Chris Scoggins made a related point from Abbott’s perspective. The reason certain initiatives feel particularly promising in Saudi, he explained, is not simply because of the technology itself, but because of the strength of the partnership over time. Technology on its own does not transform healthcare. It is the combination of policy, people, and technology that creates system-level impact.
The Most Important Policy Priority May Be Integration
In the closing part of the discussion, the panel was asked to identify the single policy change that could most accelerate progress toward a more patient-centred digital health ecosystem.
The answers varied in wording, but pointed in one direction: integration.

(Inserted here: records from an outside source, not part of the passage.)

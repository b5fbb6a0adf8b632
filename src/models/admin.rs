use serde::{Serialize, Deserialize};
use sea_orm::entity::prelude::*;

use super::enums::Role;

#[derive(Clone, Debug, PartialEq, DeriveEntityModel, Serialize, Deserialize)]
#[sea_orm(table_name = "admin")]
pub struct Model {
    #[sea_orm(primary_key)]
    pub id: i32,
    pub nom: String,
    pub prenom: String,
    pub cin: String,
    // Colonnes d'identité partagées avec la table etudiant
    pub nom_utilisateur: String,
    #[serde(skip_serializing)]
    pub mot_de_passe: String,
    pub role: Role,
}

#[derive(Copy, Clone, Debug, EnumIter, DeriveRelation)]
pub enum Relation {
    #[sea_orm(has_many = "super::demande::Entity")]
    Demande,

    #[sea_orm(has_many = "super::inscription::Entity")]
    Inscription,

    #[sea_orm(has_many = "super::paiement::Entity")]
    Paiement,

    #[sea_orm(has_many = "super::reclamation::Entity")]
    Reclamation,
}

impl Related<super::demande::Entity> for Entity {
    fn to() -> RelationDef {
        Relation::Demande.def()
    }
}

impl Related<super::inscription::Entity> for Entity {
    fn to() -> RelationDef {
        Relation::Inscription.def()
    }
}

impl Related<super::paiement::Entity> for Entity {
    fn to() -> RelationDef {
        Relation::Paiement.def()
    }
}

impl Related<super::reclamation::Entity> for Entity {
    fn to() -> RelationDef {
        Relation::Reclamation.def()
    }
}

impl ActiveModelBehavior for ActiveModel {}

For Dr. Nabat Majrashi, this meant a unified healthcare platform that connects providers, payers, patients, and decision-makers. For Marinelli, it meant interoperability and health data transparency as a public health priority. For Chris Scoggins, it meant ensuring that patient data is not trapped in disconnected places, because without a unified view, clinicians and systems cannot truly care for the person behind the data.
This may not be the most glamorous answer, but it may be the most important one.
Healthcare can continue adding new tools, new platforms, and new datasets, but unless they are connected in a way that serves the patient journey, the system remains fragmented. Integration is what makes prevention more targeted, AI more useful, decisions more informed, and care more personalised.
In many ways, it is the real infrastructure of next-generation healthcare.
What made this session compelling was its realism.
There was optimism — around AI, diagnostics, drug discovery, wearables, and digital platforms. But there was also a clear recognition that the next decade of global health will not be won by innovation in isolation.
It will be won by systems that can connect innovation to implementation through:
- Translating global science into local impact.
- Turning fragmented data into coordinated care.
- Designing around outcomes, not activity.
- Shifting from treatment to prevention.
- Ensuring technology works for people, not just around them.
- Building the policy foundations that allow all of this to scale.
The next decade of healthcare will not be shaped only by what we invent, it will be shaped by how well we connect it: from platforms to patients.